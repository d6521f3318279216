//! Reentrant parser context.
//!
//! Owns the resumable tokenizer, the input-segment stack, and the tree
//! builder for one parse. The document drives it: a pump advances until a
//! script must run or input above the pump's floor runs out. `document.write`
//! pushes a segment and pumps at that segment's floor, so written markup is
//! consumed before everything queued below it while the outer pump's place
//! in the original stream is preserved.

use crate::compat::CompatMode;
use crate::dom::{Dom, NodeId};
use crate::tokenizer::{InputStack, Step, Tokenizer};
use crate::treebuilder::{BuilderSignal, TreeBuilder};
use crate::Result;

#[derive(Debug, Clone, Copy, PartialEq, Eq)]
pub(crate) enum PumpEvent {
    /// Input above the floor is exhausted; tokenizer state stays suspended.
    NeedInput,
    /// A parser-inserted script is complete and must run before the next
    /// token.
    Script(NodeId),
}

#[derive(Debug)]
pub(crate) struct ParserState {
    tokenizer: Tokenizer,
    input: InputStack,
    builder: TreeBuilder,
    pub(crate) active: bool,
}

impl ParserState {
    pub(crate) fn new() -> Self {
        Self {
            tokenizer: Tokenizer::new(),
            input: InputStack::new(),
            builder: TreeBuilder::new(),
            active: true,
        }
    }

    /// Queues input ahead of everything not yet consumed and returns the
    /// floor for pumping just this segment.
    pub(crate) fn push_input(&mut self, text: &str) -> usize {
        self.input.push_segment(text)
    }

    pub(crate) fn pump_step(
        &mut self,
        dom: &mut Dom,
        compat: &mut Option<CompatMode>,
        floor: usize,
    ) -> Result<PumpEvent> {
        loop {
            let token = match self.tokenizer.next(&mut self.input, floor) {
                (Step::Token, Some(token)) => token,
                _ => return Ok(PumpEvent::NeedInput),
            };
            match self.builder.process(dom, compat, token)? {
                BuilderSignal::Continue => {}
                BuilderSignal::EnterRawText { tag, escapable } => {
                    self.tokenizer.enter_raw_text(&tag, escapable);
                }
                BuilderSignal::ScriptReady(id) => return Ok(PumpEvent::Script(id)),
            }
        }
    }

    /// End of input: flushes suspended tokenizer state through the builder
    /// and completes the tree. Returns scripts that became ready during the
    /// flush.
    pub(crate) fn finish(
        &mut self,
        dom: &mut Dom,
        compat: &mut Option<CompatMode>,
    ) -> Result<Vec<NodeId>> {
        let mut scripts = Vec::new();
        for token in self.tokenizer.finish() {
            match self.builder.process(dom, compat, token)? {
                BuilderSignal::Continue => {}
                BuilderSignal::EnterRawText { tag, escapable } => {
                    self.tokenizer.enter_raw_text(&tag, escapable);
                }
                BuilderSignal::ScriptReady(id) => scripts.push(id),
            }
        }
        self.builder.finish(dom)?;
        self.active = false;
        Ok(scripts)
    }
}

/// One-shot fragment parse into `context`, used by `innerHTML`,
/// `outerHTML`, and `insertAdjacentHTML`. Script execution, if any, is the
/// caller's decision; with `inert_scripts` the parsed scripts can never run.
pub(crate) fn parse_fragment(
    dom: &mut Dom,
    context: NodeId,
    html: &str,
    inert_scripts: bool,
) -> Result<()> {
    let mut builder = TreeBuilder::fragment(context, inert_scripts);
    let mut tokenizer = Tokenizer::new();
    let mut input = InputStack::new();
    let mut compat = None;
    input.push_segment(html);
    loop {
        let token = match tokenizer.next(&mut input, 0) {
            (Step::Token, Some(token)) => token,
            _ => break,
        };
        match builder.process(dom, &mut compat, token)? {
            BuilderSignal::Continue | BuilderSignal::ScriptReady(_) => {}
            BuilderSignal::EnterRawText { tag, escapable } => {
                tokenizer.enter_raw_text(&tag, escapable);
            }
        }
    }
    for token in tokenizer.finish() {
        builder.process(dom, &mut compat, token)?;
    }
    builder.finish(dom)
}

#[cfg(test)]
mod tests {
    use super::*;

    #[test]
    fn pump_suspends_and_resumes_across_writes() -> Result<()> {
        let mut dom = Dom::new();
        let mut compat = None;
        let mut parser = ParserState::new();
        parser.push_input("<p>a");
        assert_eq!(
            parser.pump_step(&mut dom, &mut compat, 0)?,
            PumpEvent::NeedInput
        );
        parser.push_input("b</p><p>c</p>");
        assert_eq!(
            parser.pump_step(&mut dom, &mut compat, 0)?,
            PumpEvent::NeedInput
        );
        parser.finish(&mut dom, &mut compat)?;
        let body = dom.body().expect("body");
        assert_eq!(dom.inner_html(body), "<p>ab</p><p>c</p>");
        Ok(())
    }

    #[test]
    fn pump_stops_at_a_ready_script() -> Result<()> {
        let mut dom = Dom::new();
        let mut compat = None;
        let mut parser = ParserState::new();
        parser.push_input("<script>f()</script><p>x</p>");
        let event = parser.pump_step(&mut dom, &mut compat, 0)?;
        let PumpEvent::Script(script) = event else {
            panic!("expected a script event, got {event:?}");
        };
        assert_eq!(dom.text_content(script), "f()");
        // The paragraph is not built until the pump resumes.
        assert!(dom.first_element_with_tag(dom.root, "p").is_none());
        assert_eq!(
            parser.pump_step(&mut dom, &mut compat, 0)?,
            PumpEvent::NeedInput
        );
        assert!(dom.first_element_with_tag(dom.root, "p").is_some());
        Ok(())
    }

    #[test]
    fn floored_pump_leaves_the_outer_stream_alone() -> Result<()> {
        let mut dom = Dom::new();
        let mut compat = None;
        let mut parser = ParserState::new();
        parser.push_input("<div>tail</div>");
        let floor = parser.push_input("<p>written</p>");
        assert_eq!(
            parser.pump_step(&mut dom, &mut compat, floor)?,
            PumpEvent::NeedInput
        );
        let body = dom.body().expect("body");
        assert_eq!(dom.inner_html(body), "<p>written</p>");
        assert_eq!(
            parser.pump_step(&mut dom, &mut compat, 0)?,
            PumpEvent::NeedInput
        );
        assert_eq!(dom.inner_html(body), "<p>written</p><div>tail</div>");
        Ok(())
    }

    #[test]
    fn fragment_parse_clears_nothing_and_respects_inertness() -> Result<()> {
        let mut dom = Dom::new();
        let host = dom.create_element("div", Vec::new());
        dom.append_child(dom.root, host)?;
        parse_fragment(&mut dom, host, "<span>a</span><script>f()</script>", true)?;
        let script = dom.first_element_with_tag(host, "script").expect("script");
        assert!(dom.element(script).expect("script").already_started);
        parse_fragment(&mut dom, host, "<script>g()</script>", false)?;
        let fresh = dom
            .descendant_elements(host)
            .into_iter()
            .filter(|&id| dom.tag_name(id) == Some("script"))
            .last()
            .expect("second script");
        assert!(!dom.element(fresh).expect("script").already_started);
        Ok(())
    }
}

-- The task --
In the listing, find every line containing the word "that" and list it.

-- Answer to this exercise --
//! pushes a segment and pumps at that segment's floor, so written markup is
    /// and completes the tree. Returns scripts that became ready during the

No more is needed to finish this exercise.